- **What the task asks**
Would you retype each record exactly as given?

- **Recorded data**
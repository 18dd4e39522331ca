//! Database operations for the sync `PostgreSQL` database.
//!
//! ## Tables
//!
//! - `shopify_products` - One row per product, keyed by Shopify product ID
//! - `shopify_variants` - Product variants, keyed by Shopify variant ID
//! - `shopify_images` - Product images, keyed by Shopify image ID
//! - `shopify_customers` - One row per customer, keyed by Shopify customer ID
//! - `shopify_customer_addresses` - Customer addresses, keyed by Shopify address ID
//!
//! Every write is an `INSERT ... ON CONFLICT (id) DO UPDATE` that replaces
//! all mapped columns. Nothing is ever deleted.
//!
//! # Migrations
//!
//! Migrations are stored in `crates/sync/migrations/` and run via:
//! ```bash
//! cargo run -p shopify-sync-cli -- migrate run
//! ```

pub mod customers;
pub mod products;
#[cfg(test)]
pub mod recording;

use async_trait::async_trait;
use shopify_sync_core::{
    AddressPayload, CustomerPayload, ImagePayload, ProductPayload, VariantPayload,
};
use sqlx::PgPool;
use sqlx::postgres::PgPoolOptions;
use std::time::Duration;
use thiserror::Error;

use crate::config::DatabaseConfig;

pub use customers::CustomerRepository;
pub use products::ProductRepository;

/// Errors that can occur during repository operations.
#[derive(Debug, Error)]
pub enum RepositoryError {
    /// Database error from sqlx.
    #[error("database error: {0}")]
    Database(#[from] sqlx::Error),
}

/// Create a `PostgreSQL` connection pool.
///
/// Connects eagerly so that bad credentials or an unreachable host fail at
/// startup rather than on the first webhook.
///
/// # Errors
///
/// Returns `sqlx::Error` if the connection cannot be established.
pub async fn create_pool(config: &DatabaseConfig) -> Result<PgPool, sqlx::Error> {
    PgPoolOptions::new()
        .max_connections(config.max_connections)
        .min_connections(1)
        .acquire_timeout(Duration::from_secs(10))
        .connect_with(config.connect_options())
        .await
}

/// Row-level writes the webhook handlers depend on.
///
/// Each method upserts exactly one row and commits it on its own.
#[async_trait]
pub trait SyncStore: Send + Sync {
    async fn upsert_product(&self, product: &ProductPayload) -> Result<(), RepositoryError>;

    async fn upsert_variant(&self, variant: &VariantPayload) -> Result<(), RepositoryError>;

    async fn upsert_image(&self, image: &ImagePayload) -> Result<(), RepositoryError>;

    async fn upsert_customer(&self, customer: &CustomerPayload) -> Result<(), RepositoryError>;

    async fn upsert_address(&self, address: &AddressPayload) -> Result<(), RepositoryError>;

    /// Check that the store is reachable.
    async fn ping(&self) -> Result<(), RepositoryError>;
}

/// `PostgreSQL`-backed [`SyncStore`].
///
/// Each call acquires a pooled connection for a single statement.
#[derive(Debug, Clone)]
pub struct PgSyncStore {
    pool: PgPool,
}

impl PgSyncStore {
    #[must_use]
    pub const fn new(pool: PgPool) -> Self {
        Self { pool }
    }
}

#[async_trait]
impl SyncStore for PgSyncStore {
    async fn upsert_product(&self, product: &ProductPayload) -> Result<(), RepositoryError> {
        ProductRepository::new(&self.pool).upsert(product).await
    }

    async fn upsert_variant(&self, variant: &VariantPayload) -> Result<(), RepositoryError> {
        ProductRepository::new(&self.pool)
            .upsert_variant(variant)
            .await
    }

    async fn upsert_image(&self, image: &ImagePayload) -> Result<(), RepositoryError> {
        ProductRepository::new(&self.pool).upsert_image(image).await
    }

    async fn upsert_customer(&self, customer: &CustomerPayload) -> Result<(), RepositoryError> {
        CustomerRepository::new(&self.pool).upsert(customer).await
    }

    async fn upsert_address(&self, address: &AddressPayload) -> Result<(), RepositoryError> {
        CustomerRepository::new(&self.pool)
            .upsert_address(address)
            .await
    }

    async fn ping(&self) -> Result<(), RepositoryError> {
        sqlx::query("SELECT 1").execute(&self.pool).await?;
        Ok(())
    }
}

- **Final answer**
repository 18dd4e39522331ca
//! Database operations for the sync `PostgreSQL` database.
//!
//! ## Tables
//!
//! - `shopify_products` - One row per product, keyed by Shopify product ID
//! - `shopify_variants` - Product variants, keyed by Shopify variant ID
//! - `shopify_images` - Product images, keyed by Shopify image ID
//! - `shopify_customers` - One row per customer, keyed by Shopify customer ID
//! - `shopify_customer_addresses` - Customer addresses, keyed by Shopify address ID
//!
//! Every write is an `INSERT ... ON CONFLICT (id) DO UPDATE` that replaces
//! all mapped columns. Nothing is ever deleted.
//!
//! # Migrations
//!
//! Migrations are stored in `crates/sync/migrations/` and run via:
//! ```bash
//! cargo run -p shopify-sync-cli -- migrate run
//! ```

pub mod customers;
pub mod products;
#[cfg(test)]
pub mod recording;

use async_trait::async_trait;
use shopify_sync_core::{
    AddressPayload, CustomerPayload, ImagePayload, ProductPayload, VariantPayload,
};
use sqlx::PgPool;
use sqlx::postgres::PgPoolOptions;
use std::time::Duration;
use thiserror::Error;

use crate::config::DatabaseConfig;

pub use customers::CustomerRepository;
pub use products::ProductRepository;

/// Errors that can occur during repository operations.
#[derive(Debug, Error)]
pub enum RepositoryError {
    /// Database error from sqlx.
    #[error("database error: {0}")]
    Database(#[from] sqlx::Error),
}

/// Create a `PostgreSQL` connection pool.
///
/// Connects eagerly so that bad credentials or an unreachable host fail at
/// startup rather than on the first webhook.
///
/// # Errors
///
/// Returns `sqlx::Error` if the connection cannot be established.
pub async fn create_pool(config: &DatabaseConfig) -> Result<PgPool, sqlx::Error> {
    PgPoolOptions::new()
        .max_connections(config.max_connections)
        .min_connections(1)
        .acquire_timeout(Duration::from_secs(10))
        .connect_with(config.connect_options())
        .await
}

/// Row-level writes the webhook handlers depend on.
///
/// Each method upserts exactly one row and commits it on its own.
#[async_trait]
pub trait SyncStore: Send + Sync {
    async fn upsert_product(&self, product: &ProductPayload) -> Result<(), RepositoryError>;

    async fn upsert_variant(&self, variant: &VariantPayload) -> Result<(), RepositoryError>;

    async fn upsert_image(&self, image: &ImagePayload) -> Result<(), RepositoryError>;

    async fn upsert_customer(&self, customer: &CustomerPayload) -> Result<(), RepositoryError>;

    async fn upsert_address(&self, address: &AddressPayload) -> Result<(), RepositoryError>;

    /// Check that the store is reachable.
    async fn ping(&self) -> Result<(), RepositoryError>;
}

/// `PostgreSQL`-backed [`SyncStore`].
///
/// Each call acquires a pooled connection for a single statement.
#[derive(Debug, Clone)]
pub struct PgSyncStore {
    pool: PgPool,
}

impl PgSyncStore {
    #[must_use]
    pub const fn new(pool: PgPool) -> Self {
        Self { pool }
    }
}

#[async_trait]
impl SyncStore for PgSyncStore {
    async fn upsert_product(&self, product: &ProductPayload) -> Result<(), RepositoryError> {
        ProductRepository::new(&self.pool).upsert(product).await
    }

    async fn upsert_variant(&self, variant: &VariantPayload) -> Result<(), RepositoryError> {
        ProductRepository::new(&self.pool)
            .upsert_variant(variant)
            .await
    }

    async fn upsert_image(&self, image: &ImagePayload) -> Result<(), RepositoryError> {
        ProductRepository::new(&self.pool).upsert_image(image).await
    }

    async fn upsert_customer(&self, customer: &CustomerPayload) -> Result<(), RepositoryError> {
        CustomerRepository::new(&self.pool).upsert(customer).await
    }

    async fn upsert_address(&self, address: &AddressPayload) -> Result<(), RepositoryError> {
        CustomerRepository::new(&self.pool)
            .upsert_address(address)
            .await
    }

    async fn ping(&self) -> Result<(), RepositoryError> {
        sqlx::query("SELECT 1").execute(&self.pool).await?;
        Ok(())
    }
}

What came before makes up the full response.